Stored entries

══════════

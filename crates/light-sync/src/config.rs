use std::time::Duration;

use thiserror::Error;

#[derive(Debug, Clone, PartialEq, Error)]
pub enum ConfigError {
    #[error("blink period must be greater than zero")]
    ZeroPeriod,
    #[error("jitter ratio {0} must be within [0, 0.5)")]
    JitterRatio(f64),
    #[error("disabled poll interval must be greater than zero")]
    ZeroPoll,
}

/// Timing parameters shared by every light built from the same factory.
#[derive(Debug, Clone, PartialEq)]
pub struct LightConfig {
    /// One full on/off cycle.
    pub period: Duration,
    /// Upper bound of the arbitration jitter, as a fraction of `period`.
    pub jitter_ratio: f64,
    /// Added to `period` for the passive listening window after re-enable.
    pub settle_margin: Duration,
    /// Sleep between checks of the enabled flag while disabled.
    pub disabled_poll: Duration,
    /// Use the settle window for the very first cycle after `start` too, so a
    /// late joiner locks onto a running master instead of challenging it.
    pub settle_on_start: bool,
    /// Fixes the jitter sequence of every light (mixed with its id).
    pub rng_seed: Option<u64>,
}

impl Default for LightConfig {
    fn default() -> Self {
        Self {
            period: Duration::from_secs(1),
            jitter_ratio: 0.01,
            settle_margin: Duration::from_millis(50),
            disabled_poll: Duration::from_millis(100),
            settle_on_start: false,
            rng_seed: None,
        }
    }
}

impl LightConfig {
    pub fn with_period(mut self, period: Duration) -> Self {
        self.period = period;
        self
    }

    pub fn with_jitter_ratio(mut self, ratio: f64) -> Self {
        self.jitter_ratio = ratio;
        self
    }

    pub fn with_settle_margin(mut self, margin: Duration) -> Self {
        self.settle_margin = margin;
        self
    }

    pub fn with_disabled_poll(mut self, poll: Duration) -> Self {
        self.disabled_poll = poll;
        self
    }

    pub fn with_settle_on_start(mut self, settle: bool) -> Self {
        self.settle_on_start = settle;
        self
    }

    pub fn with_seed(mut self, seed: u64) -> Self {
        self.rng_seed = Some(seed);
        self
    }

    pub fn validate(&self) -> Result<(), ConfigError> {
        if self.period.is_zero() {
            return Err(ConfigError::ZeroPeriod);
        }
        if !(0.0..0.5).contains(&self.jitter_ratio) {
            return Err(ConfigError::JitterRatio(self.jitter_ratio));
        }
        if self.disabled_poll.is_zero() {
            return Err(ConfigError::ZeroPoll);
        }
        Ok(())
    }

    pub fn half_period(&self) -> Duration {
        self.period / 2
    }

    pub fn max_jitter(&self) -> Duration {
        self.period.mul_f64(self.jitter_ratio)
    }

    /// Listening window of the first cycle after a light is re-enabled.
    pub fn settle_window(&self) -> Duration {
        self.period + self.settle_margin
    }
}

══════════

The task – An exact copy of every entry is what is needed here.

Reply to the exercise –
filename crates/light-sync/src/config.rs
use std::time::Duration;

use thiserror::Error;

#[derive(Debug, Clone, PartialEq, Error)]
pub enum ConfigError {
    #[error("blink period must be greater than zero")]
    ZeroPeriod,
    #[error("jitter ratio {0} must be within [0, 0.5)")]
    JitterRatio(f64),
    #[error("disabled poll interval must be greater than zero")]
    ZeroPoll,
}

/// Timing parameters shared by every light built from the same factory.
#[derive(Debug, Clone, PartialEq)]
pub struct LightConfig {
    /// One full on/off cycle.
    pub period: Duration,
    /// Upper bound of the arbitration jitter, as a fraction of `period`.
    pub jitter_ratio: f64,
    /// Added to `period` for the passive listening window after re-enable.
    pub settle_margin: Duration,
    /// Sleep between checks of the enabled flag while disabled.
    pub disabled_poll: Duration,
    /// Use the settle window for the very first cycle after `start` too, so a
    /// late joiner locks onto a running master instead of challenging it.
    pub settle_on_start: bool,
    /// Fixes the jitter sequence of every light (mixed with its id).
    pub rng_seed: Option<u64>,
}

impl Default for LightConfig {
    fn default() -> Self {
        Self {
            period: Duration::from_secs(1),
            jitter_ratio: 0.01,
            settle_margin: Duration::from_millis(50),
            disabled_poll: Duration::from_millis(100),
            settle_on_start: false,
            rng_seed: None,
        }
    }
}

impl LightConfig {
    pub fn with_period(mut self, period: Duration) -> Self {
        self.period = period;
        self
    }

    pub fn with_jitter_ratio(mut self, ratio: f64) -> Self {
        self.jitter_ratio = ratio;
        self
    }

    pub fn with_settle_margin(mut self, margin: Duration) -> Self {
        self.settle_margin = margin;
        self
    }

    pub fn with_disabled_poll(mut self, poll: Duration) -> Self {
        self.disabled_poll = poll;
        self
    }

    pub fn with_settle_on_start(mut self, settle: bool) -> Self {
        self.settle_on_start = settle;
        self
    }

    pub fn with_seed(mut self, seed: u64) -> Self {
        self.rng_seed = Some(seed);
        self
    }

    pub fn validate(&self) -> Result<(), ConfigError> {
        if self.period.is_zero() {
            return Err(ConfigError::ZeroPeriod);
        }
        if !(0.0..0.5).contains(&self.jitter_ratio) {
            return Err(ConfigError::JitterRatio(self.jitter_ratio));
        }
        if self.disabled_poll.is_zero() {
            return Err(ConfigError::ZeroPoll);
        }
        Ok(())
    }

    pub fn half_period(&self) -> Duration {
        self.period / 2
    }

    pub fn max_jitter(&self) -> Duration {
        self.period.mul_f64(self.jitter_ratio)
    }

    /// Listening window of the first cycle after a light is re-enabled.
    pub fn settle_window(&self) -> Duration {
        self.period + self.settle_margin
    }
}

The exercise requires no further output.